Data supplied ->
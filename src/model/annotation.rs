//! Per-image annotations and the project-wide annotation collection.

use serde::{Deserialize, Serialize};
use std::collections::BTreeMap;

use super::category::{CategoryRegistry, Color, ObjectCategory};
use super::ids::CategoryId;
use super::metadata::ImageMetaData;
use super::shape::BoundingShapeData;
use super::stats::CategoryStatistics;
use crate::error::EditorError;

/// All shapes drawn on one image, in top-level drawing order.
#[derive(Clone, Debug, Default, PartialEq, Serialize, Deserialize)]
pub struct ImageAnnotation {
    pub metadata: ImageMetaData,

    #[serde(default)]
    pub shapes: Vec<BoundingShapeData>,
}

impl ImageAnnotation {
    /// Creates an annotation without shapes.
    pub fn new(metadata: ImageMetaData) -> Self {
        Self {
            metadata,
            shapes: Vec::new(),
        }
    }

    /// Sets the top-level shapes.
    pub fn with_shapes(mut self, shapes: Vec<BoundingShapeData>) -> Self {
        self.shapes = shapes;
        self
    }

    /// The image identity used as key in [`ImageAnnotationData`].
    pub fn file_name(&self) -> &str {
        &self.metadata.file_name
    }

    /// Number of shapes including nested parts.
    pub fn shape_count(&self) -> usize {
        self.shapes.iter().map(BoundingShapeData::subtree_len).sum()
    }
}

/// Annotations of a whole project, keyed by image file name.
///
/// Owns the category registry and keeps [`CategoryStatistics`] current on
/// every mutation. All mutation goes through methods so that two invariants
/// hold at all times: every shape refers to a registered category, and the
/// statistics equal a fresh recount.
#[derive(Clone, Debug, Default)]
pub struct ImageAnnotationData {
    categories: CategoryRegistry,
    annotations: BTreeMap<String, ImageAnnotation>,
    statistics: CategoryStatistics,
}

impl ImageAnnotationData {
    /// Creates an empty project.
    pub fn new() -> Self {
        Self::default()
    }

    /// Creates an empty project with a pre-populated registry.
    pub fn with_categories(categories: CategoryRegistry) -> Self {
        Self {
            categories,
            ..Default::default()
        }
    }

    pub fn categories(&self) -> &CategoryRegistry {
        &self.categories
    }

    pub fn statistics(&self) -> &CategoryStatistics {
        &self.statistics
    }

    /// Number of images.
    pub fn len(&self) -> usize {
        self.annotations.len()
    }

    pub fn is_empty(&self) -> bool {
        self.annotations.is_empty()
    }

    /// Iterates annotations ordered by file name.
    pub fn annotations(&self) -> impl Iterator<Item = &ImageAnnotation> {
        self.annotations.values()
    }

    /// Iterates image file names in order.
    pub fn image_names(&self) -> impl Iterator<Item = &str> {
        self.annotations.keys().map(String::as_str)
    }

    pub fn annotation(&self, file_name: &str) -> Option<&ImageAnnotation> {
        self.annotations.get(file_name)
    }

    /// Total number of shapes, nested parts included.
    pub fn shape_count(&self) -> usize {
        self.statistics.total()
    }

    /// Registers a new category.
    pub fn add_category(&mut self, name: impl Into<String>, color: Color) -> Result<CategoryId, EditorError> {
        self.categories.add(name, color)
    }

    /// Registers a category keeping its ID.
    pub fn insert_category(&mut self, category: ObjectCategory) -> Result<(), EditorError> {
        self.categories.insert(category)
    }

    pub fn get_or_create_category(&mut self, name: &str) -> Result<CategoryId, EditorError> {
        self.categories.get_or_create(name)
    }

    pub fn rename_category(&mut self, id: CategoryId, name: impl Into<String>) -> Result<(), EditorError> {
        self.categories.rename(id, name)
    }

    pub fn set_category_color(&mut self, id: CategoryId, color: Color) -> Result<(), EditorError> {
        self.categories.set_color(id, color)
    }

    /// Removes a category that no shape uses any more.
    pub fn remove_category(&mut self, id: CategoryId) -> Result<ObjectCategory, EditorError> {
        let count = self.statistics.count(id);
        if count > 0 {
            return Err(EditorError::CategoryInUse {
                name: self.categories.name_of(id)?.to_string(),
                count,
            });
        }
        self.categories.remove(id)
    }

    /// Adds an image without shapes unless it is already present.
    ///
    /// Returns true if the image was new.
    pub fn add_image(&mut self, metadata: ImageMetaData) -> bool {
        if self.annotations.contains_key(&metadata.file_name) {
            return false;
        }
        self.annotations
            .insert(metadata.file_name.clone(), ImageAnnotation::new(metadata));
        true
    }

    /// Inserts or replaces the annotation for an image.
    ///
    /// Fails without modifying anything if a shape refers to an unknown category.
    pub fn insert_annotation(
        &mut self,
        annotation: ImageAnnotation,
    ) -> Result<Option<ImageAnnotation>, EditorError> {
        for shape in &annotation.shapes {
            self.check_categories(shape)?;
        }
        for shape in &annotation.shapes {
            self.statistics.record_added(shape);
        }

        let previous = self
            .annotations
            .insert(annotation.file_name().to_string(), annotation);
        if let Some(previous) = &previous {
            for shape in &previous.shapes {
                self.statistics.record_removed(shape);
            }
        }
        Ok(previous)
    }

    /// Removes an image and its shapes from the project.
    pub fn remove_image(&mut self, file_name: &str) -> Option<ImageAnnotation> {
        let removed = self.annotations.remove(file_name)?;
        for shape in &removed.shapes {
            self.statistics.record_removed(shape);
        }
        Some(removed)
    }

    /// Replaces an image's top-level shapes with the editor's current list.
    pub fn set_shapes(
        &mut self,
        file_name: &str,
        shapes: Vec<BoundingShapeData>,
    ) -> Result<(), EditorError> {
        for shape in &shapes {
            self.check_categories(shape)?;
        }
        let annotation = self
            .annotations
            .get_mut(file_name)
            .ok_or_else(|| EditorError::UnknownImage {
                file_name: file_name.to_string(),
            })?;

        for shape in &annotation.shapes {
            self.statistics.record_removed(shape);
        }
        for shape in &shapes {
            self.statistics.record_added(shape);
        }
        annotation.shapes = shapes;
        Ok(())
    }

    /// Appends a top-level shape to an image.
    pub fn add_shape(&mut self, file_name: &str, shape: BoundingShapeData) -> Result<(), EditorError> {
        self.check_categories(&shape)?;
        let annotation = self
            .annotations
            .get_mut(file_name)
            .ok_or_else(|| EditorError::UnknownImage {
                file_name: file_name.to_string(),
            })?;
        self.statistics.record_added(&shape);
        annotation.shapes.push(shape);
        Ok(())
    }

    /// Removes the top-level shape at `index` (with its parts) from an image.
    pub fn remove_shape(&mut self, file_name: &str, index: usize) -> Result<BoundingShapeData, EditorError> {
        let annotation = self
            .annotations
            .get_mut(file_name)
            .ok_or_else(|| EditorError::UnknownImage {
                file_name: file_name.to_string(),
            })?;
        if index >= annotation.shapes.len() {
            return Err(EditorError::ShapeIndexOutOfRange {
                file_name: file_name.to_string(),
                index,
                len: annotation.shapes.len(),
            });
        }
        let removed = annotation.shapes.remove(index);
        self.statistics.record_removed(&removed);
        Ok(removed)
    }

    /// Statistics computed from scratch, for verifying the incremental ones.
    pub fn recount(&self) -> CategoryStatistics {
        CategoryStatistics::recount(self.annotations.values())
    }

    fn check_categories(&self, shape: &BoundingShapeData) -> Result<(), EditorError> {
        let mut missing = None;
        shape.visit(&mut |s, _| {
            if missing.is_none() && !self.categories.contains(s.category) {
                missing = Some(s.category);
            }
        });
        match missing {
            Some(id) => Err(EditorError::UnknownCategory { id }),
            None => Ok(()),
        }
    }
}

// Statistics are derived, so equality only looks at content.
impl PartialEq for ImageAnnotationData {
    fn eq(&self, other: &Self) -> bool {
        self.categories == other.categories && self.annotations == other.annotations
    }
}
//! Newtype IDs for type-safe identification of project elements.
//!
//! Using newtypes prevents accidentally mixing up a category ID with a
//! positional index or a tree node handle.

use serde::{Deserialize, Serialize};
use std::fmt;

/// A unique identifier for an object category in the project registry.
///
/// IDs are assigned by [`CategoryRegistry`](super::CategoryRegistry) and are
/// never reused within a session, so a stale ID cannot silently point at a
/// different category.
#[derive(Clone, Copy, PartialEq, Eq, PartialOrd, Ord, Hash, Serialize, Deserialize)]
#[serde(transparent)]
pub struct CategoryId(pub u64);

impl CategoryId {
    /// Creates a new CategoryId.
    #[inline]
    pub fn new(id: u64) -> Self {
        Self(id)
    }

    /// Returns the underlying u64 value.
    #[inline]
    pub fn as_u64(&self) -> u64 {
        self.0
    }
}

impl From<u64> for CategoryId {
    fn from(id: u64) -> Self {
        CategoryId::new(id)
    }
}

impl fmt::Debug for CategoryId {
    fn fmt(&self, f: &mut fmt::Formatter<'_>) -> fmt::Result {
        write!(f, "CategoryId({})", self.0)
    }
}

impl fmt::Display for CategoryId {
    fn fmt(&self, f: &mut fmt::Formatter<'_>) -> fmt::Result {
        write!(f, "{}", self.0)
    }
}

Requirement -> The answer must be all the lines above that hold the word "current".

Exercise solution ->
/// Owns the category registry and keeps [`CategoryStatistics`] current on
    /// Replaces an image's top-level shapes with the editor's current list.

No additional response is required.